BROOKLYN HEIGHTS — Before the screen goes dark, a local movie theater is hoping to stay afloat with a little help from technology and the Internet.  

The owner of the Brooklyn Heights Cinema, a decades-old movie house, is looking to raise $30,000 to purchase a digital projector for one of the theater’s two screens.  

Owner Kenn Lowy has been forced to switch to advanced-screening equipment in order to show popular movies that are no longer available on 35mm film.

Without the money to buy digital projection by the end of March, “we’re out of business,” he said.

Several films, including Hollywood and foreign movies, are no longer printed on 35mm film, which one screen at the theater still uses.

Just before Christmas, Lowy managed to rent and install a digital projector, but he is now looking to purchase the equipment for his movie house.

Oscar-nominated films like “Nebraska,” which is still running at the cinema, were only available digitally, as well as flicks like “Elaine Stritch: Shoot Me” and Wes Anderson’s “The Grand Budapest Hotel.”

“35mm prints are so hard to get,” Lowy said.

The money raised will allow Lowy to buy a digital projector, a digital cinema media server and an automation system that controls lighting, as well as lenses and bulbs.

Any extra funds from the online campaign will go toward equipment for the second screen and refurbishing the theater’s concession stand and lobby, he said.

The two-screen theater, which holds about 300 seats, opened its doors in 1970. It is “the oldest and longest running independently owned and operated cinema remaining in New York City,” according to the theater's website.

“People love this theater because it’s the last of its kind,” Lowy said.

When customers ask how they can help save the cinema hall, Lowy has two requests: Donate, and come watch a movie. 

Lowy, a musician, songwriter and freelance computer consultant, bought the theater three years ago when it was in dire straits and near closing, he said.

Moviegoers will often find Lowy greeting people from the box office, asking whether a film was well-received or if anyone needed anything — the kind of attentiveness that can still be found in some restaurants and grocery stories but rarely movie theaters, he said.

“It’s just a throwback to places where you had personalized service,” he said.

But the Indiegogo campaign comes at a precarious moment for the Brooklyn Heights Cinema and its future.

Last week, the 70 Henry St. building’s landlord listed the property for sale at $7.5 million or lease at $30,000 per month, which is significantly more than Lowy's current rent. 

The owner, Tom Caruana, has tried and failed to redevelop the property after two proposals were rejected by the city.
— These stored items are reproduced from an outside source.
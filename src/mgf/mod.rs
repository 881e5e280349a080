//! Mascot Generic Format output for pseudo-spectra
//!
//! Each [`PseudoSpectrum`] becomes one `BEGIN IONS` ... `END IONS` block:
//!
//! ```text
//! BEGIN IONS
//! TITLE=1523[87:500.250000:151.200000]
//! RTINSECONDS=150.000000
//! PEPMASS=500.249000
//! CHARGE=2+
//! RAWFILE=controllerType=0 controllerNumber=1 scan=1523 [500.250500:2] diff:-0.000500
//! 175.119 1200
//! END IONS
//!
//! ```
//!
//! Fallback records use `-` as the feature label, the scan's own m/z and
//! retention time in the title, and a bare `RAWFILE` line. A record is
//! formatted in full before any byte of it reaches the output, so a run
//! that stops early leaves only whole records behind.

use std::fmt::Write as _;
use std::fs::File;
use std::io::{BufWriter, Write};
use std::path::{Path, PathBuf};

use crate::matcher::{Assignment, PseudoSpectrum};

mod error;

pub use error::MgfError;

#[cfg(test)]
mod tests;

/// Suffix appended to the spectra path to name the output
pub const OUTPUT_SUFFIX: &str = ".demix.mgf";

/// Output path for a spectra file: `<spectra path>.demix.mgf`
pub fn output_path_for<P: AsRef<Path>>(spectra: P) -> PathBuf {
    let mut path = spectra.as_ref().as_os_str().to_owned();
    path.push(OUTPUT_SUFFIX);
    PathBuf::from(path)
}

/// Streaming MGF writer
pub struct MgfWriter<W: Write> {
    writer: W,
    buffer: String,
    records_written: usize,
}

impl MgfWriter<BufWriter<File>> {
    /// Create (or truncate) an MGF file
    pub fn create<P: AsRef<Path>>(path: P) -> Result<Self, MgfError> {
        let path = path.as_ref();
        let file = File::create(path).map_err(|source| MgfError::CreateError {
            path: path.to_path_buf(),
            source,
        })?;
        Ok(Self::new(BufWriter::new(file)))
    }
}

impl<W: Write> MgfWriter<W> {
    /// Wrap any writer
    pub fn new(writer: W) -> Self {
        Self {
            writer,
            buffer: String::with_capacity(4096),
            records_written: 0,
        }
    }

    /// Number of records written so far
    pub fn records_written(&self) -> usize {
        self.records_written
    }

    /// Write one record
    pub fn write_spectrum(&mut self, spectrum: &PseudoSpectrum<'_>) -> Result<(), MgfError> {
        self.buffer.clear();
        format_record(&mut self.buffer, spectrum);
        self.writer.write_all(self.buffer.as_bytes())?;
        self.records_written += 1;
        Ok(())
    }

    /// Write records in order
    pub fn write_all<'a, 's: 'a, I>(&mut self, spectra: I) -> Result<(), MgfError>
    where
        I: IntoIterator<Item = &'a PseudoSpectrum<'s>>,
    {
        for spectrum in spectra {
            self.write_spectrum(spectrum)?;
        }
        Ok(())
    }

    /// Flush and return the inner writer
    pub fn finish(mut self) -> Result<W, MgfError> {
        self.writer.flush()?;
        Ok(self.writer)
    }
}

/// Render one record, including its trailing blank line
pub fn format_record(out: &mut String, spectrum: &PseudoSpectrum<'_>) {
    // Writing into a String cannot fail
    let _ = write_record(out, spectrum);
}

fn write_record(out: &mut String, s: &PseudoSpectrum<'_>) -> std::fmt::Result {
    out.push_str("BEGIN IONS\n");
    match s.assignment {
        Assignment::Feature { id, mz, rt_apex } => {
            writeln!(out, "TITLE={}[{}:{:.6}:{:.6}]", s.scan_index, id, mz, rt_apex)?;
        }
        Assignment::Unmatched => {
            writeln!(
                out,
                "TITLE={}[-:{:.6}:{:.6}]",
                s.scan_index, s.precursor.mz, s.retention_time
            )?;
        }
    }
    writeln!(out, "RTINSECONDS={:.6}", s.retention_time)?;
    writeln!(out, "PEPMASS={:.6}", s.corrected_mz)?;
    writeln!(out, "CHARGE={}+", s.charge)?;
    match s.assignment {
        Assignment::Feature { mz, .. } => writeln!(
            out,
            "RAWFILE={} [{:.6}:{}] diff:{:.6}",
            s.scan_title,
            s.precursor.mz,
            s.precursor.charge_or_zero(),
            mz - s.precursor.mz
        )?,
        Assignment::Unmatched => writeln!(out, "RAWFILE={}", s.scan_title)?,
    }
    // Shortest round-trip form; whole numbers keep their `.0` (`1200.0`)
    for peak in s.peaks {
        writeln!(out, "{:?} {:?}", peak.mz, peak.intensity)?;
    }
    out.push_str("END IONS\n\n");
    Ok(())
}
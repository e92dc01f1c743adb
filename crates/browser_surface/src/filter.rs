use crate::types::SurfaceRequest;

/// Decides whether the surface may perform a request.
///
/// Hook point for future content filtering; nothing in the workspace blocks
/// anything today.
pub trait RequestFilter: Send + Sync {
    fn should_allow(&self, request: &SurfaceRequest) -> bool;
}

/// Allows every request.
#[derive(Debug, Default)]
pub struct PassThroughFilter;

impl RequestFilter for PassThroughFilter {
    fn should_allow(&self, _request: &SurfaceRequest) -> bool {
        true
    }
}
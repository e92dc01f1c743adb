#![deny(missing_docs)]
//! Shared logging utilities for the browser workspace.
//!
//! This crate provides the `browser_*` logging macros used across the codebase
//! and a minimal test initializer for the global logger.

/// Logs a trace-level message using the global logging facade.
#[macro_export]
macro_rules! browser_trace {
    ($($arg:tt)*) => {{
        log::trace!($($arg)*);
    }};
}

/// Logs an info-level message using the global logging facade.
#[macro_export]
macro_rules! browser_info {
    ($($arg:tt)*) => {{
        log::info!($($arg)*);
    }};
}

/// Logs a debug-level message using the global logging facade.
#[macro_export]
macro_rules! browser_debug {
    ($($arg:tt)*) => {{
        log::debug!($($arg)*);
    }};
}

/// Logs a warn-level message using the global logging facade.
#[macro_export]
macro_rules! browser_warn {
    ($($arg:tt)*) => {{
        log::warn!($($arg)*);
    }};
}

/// Logs an error-level message using the global logging facade.
#[macro_export]
macro_rules! browser_error {
    ($($arg:tt)*) => {{
        log::error!($($arg)*);
    }};
}

/// Initializes a simple terminal logger for use in unit tests.
///
/// This safely no-ops if another logger has already been initialized.
pub fn initialize_for_tests() {
    use simplelog::{ColorChoice, CombinedLogger, Config, TermLogger, TerminalMode};

    // Use debug level in debug builds, info in release builds.
    let level = if cfg!(debug_assertions) {
        log::LevelFilter::Debug
    } else {
        log::LevelFilter::Info
    };

    // Ignore the error if a logger was already set by another test.
    let _ = CombinedLogger::init(vec![TermLogger::new(
        level,
        Config::default(),
        TerminalMode::Mixed,
        ColorChoice::Auto,
    )]);
}
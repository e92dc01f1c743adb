mod app;
mod effects;
mod logging;

fn main() -> anyhow::Result<()> {
    app::run_app()
}
//! Browser surface: the embedded content-renderer seam.
//!
//! The host drives an opaque [`WebSurface`] with URLs and [`RenderSettings`]
//! and receives [`SurfaceEvent`]s back. A [`HeadlessSurface`] reference
//! implementation simulates a linear page history for the shell and tests.
mod filter;
mod handle;
mod surface;
mod types;

pub use filter::{PassThroughFilter, RequestFilter};
pub use handle::SurfaceHandle;
pub use surface::{ChannelEventSink, EventSink, HeadlessSurface, WebSurface};
pub use types::{DetectorMode, RenderSettings, SurfaceEvent, SurfaceRequest};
Because of Brooklyn Heights’s status as a historic neighborhood, any structural changes to buildings must go through the Landmarks Preservation Commission.
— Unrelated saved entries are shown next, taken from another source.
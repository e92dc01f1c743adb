//! Logging initialization for the browser shell.
//!
//! Writes logs to `./browser.log` in the current working directory.

use std::fs::File;
use std::path::PathBuf;

use log::LevelFilter;
use simplelog::{
    ColorChoice, CombinedLogger, Config, ConfigBuilder, SharedLogger, TermLogger, TerminalMode,
    WriteLogger,
};

/// Destination for log output.
#[allow(dead_code)]
pub enum LogDestination {
    /// Write to ./browser.log in the current directory.
    File,
    /// Write to terminal (stdout).
    Terminal,
    /// Write to both file and terminal.
    Both,
}

/// Initialize the logger with the specified destination.
pub fn initialize(destination: LogDestination) {
    let level = LevelFilter::Info;
    let config = build_config();

    let mut loggers: Vec<Box<dyn SharedLogger>> = Vec::new();
    if matches!(destination, LogDestination::Terminal | LogDestination::Both) {
        loggers.push(TermLogger::new(
            level,
            config.clone(),
            TerminalMode::Mixed,
            ColorChoice::Auto,
        ));
    }
    if matches!(destination, LogDestination::File | LogDestination::Both) {
        if let Some(file_logger) = create_file_logger(level, config) {
            loggers.push(file_logger);
        }
    }
    if loggers.is_empty() {
        return;
    }

    let _ = CombinedLogger::init(loggers);
}

fn build_config() -> Config {
    ConfigBuilder::new()
        .set_time_format_rfc3339()
        .set_target_level(LevelFilter::Error)
        .build()
}

fn create_file_logger(level: LevelFilter, config: Config) -> Option<Box<WriteLogger<File>>> {
    let log_path = PathBuf::from("./browser.log");
    match File::create(&log_path) {
        Ok(file) => Some(WriteLogger::new(level, config, file)),
        Err(err) => {
            eprintln!("Warning: Could not create log file at {log_path:?}: {err}");
            None
        }
    }
}
use crate::policy::EffectivePolicy;

#[derive(Debug, Clone, PartialEq, Eq)]
pub enum Effect {
    /// Load `url` on the web surface under the given policy flags.
    Render { url: String, policy: EffectivePolicy },
    /// Step the surface back one history entry.
    GoBack,
    /// Step the surface forward one history entry.
    GoForward,
    /// Reload the current page, re-applying the given policy flags first.
    Reload { policy: EffectivePolicy },
}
Lowy said the building owner has been “supportive” of the theater’s continued operation at the corner of Orange and Henry streets, and is still exploring options that would allow the business to stay.

But despite the building’s possible sale, the Brooklyn Heights Cinema is still active and Lowy needs new technology to keep the credits from rolling permanently.

“It’s really gotten to the point that if we don’t have [digital projection], we have to close,” he said.